Activity →
Work out how many lines in the data that follows contain "bind". Write nothing but the number.

Records supplied →
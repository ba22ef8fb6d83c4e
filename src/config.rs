//! Network configuration.

use std::net::IpAddr;
use std::path::PathBuf;
use std::str::FromStr;
use std::time::Duration;

use crate::error::Error;
use crate::types::{Authority, LEVEL_MAXIMUM, LEVEL_MINIMUM, NODE_NETWORK, NODE_NONE, USER_AGENT};

/// An IP prefix, for blacklisting.
///
/// Matching is address-only: a blacklisted prefix blocks every port on
/// the covered hosts.
#[derive(Debug, Clone, Copy, PartialEq, Eq)]
pub struct Subnet {
    pub ip: IpAddr,
    /// Prefix length in bits; full length means a single host.
    pub prefix: u8,
}

impl Subnet {
    pub fn host(ip: IpAddr) -> Self {
        let prefix = match ip {
            IpAddr::V4(_) => 32,
            IpAddr::V6(_) => 128,
        };
        Self { ip, prefix }
    }

    pub fn contains(&self, ip: &IpAddr) -> bool {
        match (self.ip, ip) {
            (IpAddr::V4(net), IpAddr::V4(host)) => {
                let prefix = u32::from(self.prefix.min(32));
                let mask = if prefix == 0 {
                    0
                } else {
                    u32::MAX << (32 - prefix)
                };
                (u32::from(net) & mask) == (u32::from(*host) & mask)
            }
            (IpAddr::V6(net), IpAddr::V6(host)) => {
                let prefix = u32::from(self.prefix.min(128));
                let mask = if prefix == 0 {
                    0
                } else {
                    u128::MAX << (128 - prefix)
                };
                (u128::from(net) & mask) == (u128::from(*host) & mask)
            }
            _ => false,
        }
    }
}

impl FromStr for Subnet {
    type Err = Error;

    /// Parses "10.0.0.0/8" or a bare host address.
    fn from_str(s: &str) -> Result<Self, Self::Err> {
        match s.split_once('/') {
            Some((ip, prefix)) => {
                let ip: IpAddr = ip.parse().map_err(|_| Error::OperationFailed)?;
                let prefix: u8 = prefix.parse().map_err(|_| Error::OperationFailed)?;
                let limit = match ip {
                    IpAddr::V4(_) => 32,
                    IpAddr::V6(_) => 128,
                };
                if prefix > limit {
                    return Err(Error::OperationFailed);
                }
                Ok(Self { ip, prefix })
            }
            None => {
                let ip: IpAddr = s.parse().map_err(|_| Error::OperationFailed)?;
                Ok(Self::host(ip))
            }
        }
    }
}

/// A configured peer or seed endpoint, possibly a hostname.
#[derive(Debug, Clone, PartialEq, Eq)]
pub struct Endpoint {
    pub host: String,
    pub port: u16,
}

impl Endpoint {
    pub fn new(host: impl Into<String>, port: u16) -> Self {
        Self {
            host: host.into(),
            port,
        }
    }
}

impl std::fmt::Display for Endpoint {
    fn fmt(&self, f: &mut std::fmt::Formatter<'_>) -> std::fmt::Result {
        write!(f, "{}:{}", self.host, self.port)
    }
}

impl From<Authority> for Endpoint {
    fn from(authority: Authority) -> Self {
        Self {
            host: authority.ip.to_string(),
            port: authority.port,
        }
    }
}

/// Recognised network options.
#[derive(Debug, Clone)]
pub struct Config {
    /// Worker count for a dedicated I/O runtime (see [`Config::runtime`]).
    pub threads: usize,
    /// Highest protocol level to negotiate.
    pub protocol_maximum: u32,
    /// Lowest protocol level to accept.
    pub protocol_minimum: u32,
    /// Own advertised service bits.
    pub services: u64,
    /// Peer service bits that disqualify a peer outright.
    pub invalid_services: u64,
    /// Peer service bits required of every peer.
    pub minimum_services: u64,
    /// Whether to request transaction relay (BIP37 version flag).
    pub relay_transactions: bool,
    /// Handshake deadline.
    pub channel_handshake: Duration,
    /// Ping cadence.
    pub channel_heartbeat: Duration,
    /// Inbound silence before disconnect.
    pub channel_inactivity: Duration,
    /// Maximum channel lifetime.
    pub channel_expiration: Duration,
    /// Per-dial timeout.
    pub connect_timeout: Duration,
    /// Base delay before retrying a failed connect cycle.
    pub connect_cycle_delay: Duration,
    /// Backoff ceiling for repeated failures.
    pub connect_cycle_delay_maximum: Duration,
    /// Address pool capacity; zero disables the address protocol.
    pub host_pool_capacity: usize,
    /// Address pool persistence path; `None` keeps the pool ephemeral.
    pub hosts_file: Option<PathBuf>,
    /// Target concurrent outbound channels.
    pub outbound_connections: usize,
    /// Hard cap on inbound channels; zero disables the inbound session.
    pub inbound_connections: usize,
    /// Parallel dials per outbound connect cycle.
    pub connect_batch_size: usize,
    /// Inbound listen endpoint.
    pub bind: Authority,
    /// Persistent manual peers.
    pub peers: Vec<Endpoint>,
    /// Seed endpoints for address pool bootstrap.
    pub seeds: Vec<Endpoint>,
    /// IP-prefix denylist.
    pub blacklists: Vec<Subnet>,
    /// Own advertised address; port zero disables self announcement.
    pub self_address: Authority,
    /// User agent sent in the version message.
    pub user_agent: String,
    /// Seed for the injected pseudo-random source; `None` seeds from
    /// entropy. Tests pin this for reproducible nonces and jitter.
    pub rng_seed: Option<u64>,
}

impl Default for Config {
    fn default() -> Self {
        Self {
            threads: 4,
            protocol_maximum: LEVEL_MAXIMUM,
            protocol_minimum: LEVEL_MINIMUM,
            services: NODE_NETWORK,
            invalid_services: NODE_NONE,
            minimum_services: NODE_NETWORK,
            relay_transactions: true,
            channel_handshake: Duration::from_secs(30),
            channel_heartbeat: Duration::from_secs(120),
            channel_inactivity: Duration::from_secs(600),
            channel_expiration: Duration::from_secs(5400),
            connect_timeout: Duration::from_secs(5),
            connect_cycle_delay: Duration::from_secs(5),
            connect_cycle_delay_maximum: Duration::from_secs(300),
            host_pool_capacity: 1000,
            hosts_file: None,
            outbound_connections: 8,
            inbound_connections: 117,
            connect_batch_size: 5,
            bind: Authority::unspecified(),
            peers: Vec::new(),
            seeds: Vec::new(),
            blacklists: Vec::new(),
            self_address: Authority::unspecified(),
            user_agent: USER_AGENT.to_owned(),
            rng_seed: None,
        }
    }
}

impl Config {
    /// Enforce the protocol-range invariants.
    pub fn validate(&self) -> Result<(), Error> {
        if self.protocol_minimum < LEVEL_MINIMUM
            || self.protocol_maximum > LEVEL_MAXIMUM
            || self.protocol_minimum > self.protocol_maximum
        {
            return Err(Error::OperationFailed);
        }
        Ok(())
    }

    /// Whether the authority's IP falls under a blacklisted prefix.
    pub fn blacklisted(&self, authority: &Authority) -> bool {
        self.blacklists
            .iter()
            .any(|subnet| subnet.contains(&authority.ip))
    }

    /// Build a dedicated multi-thread runtime sized by `threads`, for
    /// nodes that isolate network I/O from their own pool.
    pub fn runtime(&self) -> std::io::Result<tokio::runtime::Runtime> {
        tokio::runtime::Builder::new_multi_thread()
            .worker_threads(self.threads.max(1))
            .thread_name("goshawk-net")
            .enable_all()
            .build()
    }
}

#[cfg(test)]
mod tests {
    use super::*;

    #[test]
    fn default_config_is_valid() {
        assert_eq!(Config::default().validate(), Ok(()));
    }

    #[test]
    fn rejects_inverted_protocol_range() {
        let config = Config {
            protocol_minimum: LEVEL_MAXIMUM,
            protocol_maximum: LEVEL_MINIMUM,
            ..Config::default()
        };
        assert_eq!(config.validate(), Err(Error::OperationFailed));
    }

    #[test]
    fn subnet_prefix_matching() {
        let subnet: Subnet = "10.2.0.0/16".parse().unwrap();
        assert!(subnet.contains(&"10.2.3.4".parse().unwrap()));
        assert!(!subnet.contains(&"10.3.0.1".parse().unwrap()));
        assert!(!subnet.contains(&"::1".parse().unwrap()));

        let host: Subnet = "192.168.1.1".parse().unwrap();
        assert!(host.contains(&"192.168.1.1".parse().unwrap()));
        assert!(!host.contains(&"192.168.1.2".parse().unwrap()));
    }

    #[test]
    fn blacklist_matches_ip_only() {
        let config = Config {
            blacklists: vec!["10.0.0.0/8".parse().unwrap()],
            ..Config::default()
        };
        assert!(config.blacklisted(&"10.9.9.9:8333".parse().unwrap()));
        assert!(config.blacklisted(&"10.9.9.9:1".parse().unwrap()));
        assert!(!config.blacklisted(&"11.0.0.1:8333".parse().unwrap()));
    }
}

Finished exercise →
2